Another thing to consider is that APs are huge time investmemts. If you have a slow group (both of mine are), even playing weekly may require 2 or more years to finish. People (including you) may simply want to hang out for the full ride once you start.
Rogar Valertis |
I'd just run Hell's Rebels. It's a much better AP than Giantslayer.
I'm running Hell's Rebels, I run Giantslayer.
They are very different APs, both are satisfying experiences imo. Giantslayer is more "old style" and straightforward while Hell's Rebels is much more sandboxy and has easier challanges thus far (Giantslayer is simply brutal to the players sometimes... straight from book one!). I don't think you can really compare them.P.S.
I'd like you to stop presenting your opinions as hard facts.
Razcar |
So you're going to play these 3+3 AP books with the same PCs (as opposed to just the same players)? I'm GM:ing Hell's Rebels right now and even though I haven't read Giantslayer, it seems to be an AP very far from Hell's Rebels in themes, story, focus, style... well, in about everything really. Where HR is a (social and skill-focused) urban campaign, GS seems to be a dungeon-delve, hack and slash to the end boss-type of affair. Nothing wrong with that, but I fail to see how they are going to fit together. And the storylines? Stopping rampaging giants in the wilderness contra slowly building a rebellion in an oppressed city?
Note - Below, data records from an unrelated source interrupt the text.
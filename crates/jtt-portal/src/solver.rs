//! Challenge solving. The portal shows a short word of obscured text; the
//! solver only has to return that text.

use async_trait::async_trait;
use jtt_storage::{join_url, HttpClientConfig, JsonClient, TransportError};
use serde::{Deserialize, Serialize};
use serde_json::json;
use thiserror::Error;
use tracing::debug;

/// Length of every solution the portal has ever accepted.
pub const SOLUTION_LEN: usize = 4;

#[derive(Debug, Error)]
pub enum SolverError {
    #[error("solver unavailable: {0}")]
    Unavailable(String),
    #[error("low-confidence answer {0:?}")]
    LowConfidence(String),
    #[error("solver request failed: {0}")]
    Transport(#[from] TransportError),
}

#[async_trait]
pub trait ChallengeSolver: Send + Sync {
    /// `image` is the portal's inline `data:` URL.
    async fn solve(&self, image: &str) -> Result<String, SolverError>;
}

pub fn solution_format_is_valid(solution: &str) -> bool {
    solution.len() == SOLUTION_LEN && solution.chars().all(|c| c.is_ascii_alphanumeric())
}

#[derive(Debug, Clone)]
pub struct OpenAiConfig {
    pub api_key: String,
    pub base_url: String,
    pub model: String,
}

impl OpenAiConfig {
    pub const DEFAULT_BASE_URL: &'static str = "https://api.openai.com/v1";
    pub const DEFAULT_MODEL: &'static str = "gpt-4o";

    pub fn new(api_key: impl Into<String>) -> Self {
        Self {
            api_key: api_key.into(),
            base_url: Self::DEFAULT_BASE_URL.to_string(),
            model: Self::DEFAULT_MODEL.to_string(),
        }
    }
}

const SYSTEM_PROMPT: &str = "The user will send you images containing a single word of \
obfuscated text. Reply only with the text in the image, with no spaces or quotes.";

#[derive(Debug, Deserialize)]
struct Completion {
    #[serde(default)]
    choices: Vec<Choice>,
}

#[derive(Debug, Deserialize)]
struct Choice {
    message: Message,
}

#[derive(Debug, Serialize, Deserialize)]
struct Message {
    #[serde(default)]
    content: Option<String>,
}

/// Asks a vision-capable chat model to read the challenge image.
#[derive(Debug, Clone)]
pub struct OpenAiSolver {
    config: OpenAiConfig,
    http: JsonClient,
}

impl OpenAiSolver {
    pub fn new(config: OpenAiConfig, http: &HttpClientConfig) -> anyhow::Result<Self> {
        let http = HttpClientConfig {
            cookie_store: false,
            xhr_headers: false,
            ..http.clone()
        };
        Ok(Self {
            config,
            http: JsonClient::new(&http)?,
        })
    }
}

#[async_trait]
impl ChallengeSolver for OpenAiSolver {
    async fn solve(&self, image: &str) -> Result<String, SolverError> {
        if self.config.api_key.is_empty() {
            return Err(SolverError::Unavailable("no API key configured".into()));
        }
        let body = json!({
            "model": self.config.model,
            "max_tokens": 300,
            "messages": [
                {"role": "system", "content": SYSTEM_PROMPT},
                {"role": "user", "content": [
                    {"type": "image_url", "image_url": {"url": image}}
                ]}
            ]
        });
        let url = join_url(&self.config.base_url, "chat/completions");
        let auth = [("Authorization", format!("Bearer {}", self.config.api_key))];
        let completion: Completion = self.http.post_json(&url, &auth, &body).await?;

        let answer: String = completion
            .choices
            .into_iter()
            .next()
            .and_then(|c| c.message.content)
            .ok_or_else(|| SolverError::Unavailable("completion without content".into()))?
            .chars()
            .filter(|c| !c.is_whitespace() && *c != '"' && *c != '\'')
            .collect();
        debug!(answer = %answer, "solver answered");
        if answer.is_empty() {
            return Err(SolverError::LowConfidence(answer));
        }
        Ok(answer)
    }
}

#[cfg(test)]
mod tests {
    use super::*;

    #[test]
    fn only_four_alphanumerics_pass() {
        assert!(solution_format_is_valid("aB3x"));
        assert!(!solution_format_is_valid("abc"));
        assert!(!solution_format_is_valid("abcde"));
        assert!(!solution_format_is_valid("ab c"));
        assert!(!solution_format_is_valid("ab-c"));
        assert!(!solution_format_is_valid("äbcd"));
    }

    #[tokio::test]
    async fn missing_key_is_unavailable() {
        let solver = OpenAiSolver::new(OpenAiConfig::new(""), &HttpClientConfig::default()).unwrap();
        let err = solver.solve("data:image/png;base64,AAAA").await.unwrap_err();
        assert!(matches!(err, SolverError::Unavailable(_)));
    }
}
I don't want to sound polemic - I'm just curious how (or if?) you're planning for these two to gel.
Gorbacz |
1 person marked this as a favorite. |
Gorbacz wrote:I'd just run Hell's Rebels. It's a much better AP than Giantslayer.I'm running Hell's Rebels, I run Giantslayer.
They are very different APs, both are satisfying experiences imo. Giantslayer is more "old style" and straightforward while Hell's Rebels is much more sandboxy and has easier challanges thus far (Giantslayer is simply brutal to the players sometimes... straight from book one!). I don't think you can really compare them.P.S.
I'd like you to stop presenting your opinions as hard facts.
I could, if I was comparing apples to apples. Godfather to Forrest Gump. Catcher in the Rye vs To Kill a Mockingbird. RotRL vs CotCT.
But that's not the case. Giantslayer is just weak and doesn't compare to Hell's Rebels. The first two episodes of Giantslayer are good, but the AP takes a nose dive afterwards, culminating in atrocious adventure 5 (really, somebody got paid for writing it?) and completely forgettable final episode which pits players against a BBEG who has absolutely nothing on Ileosa, Karzoug, Unity or Barizali Thrune.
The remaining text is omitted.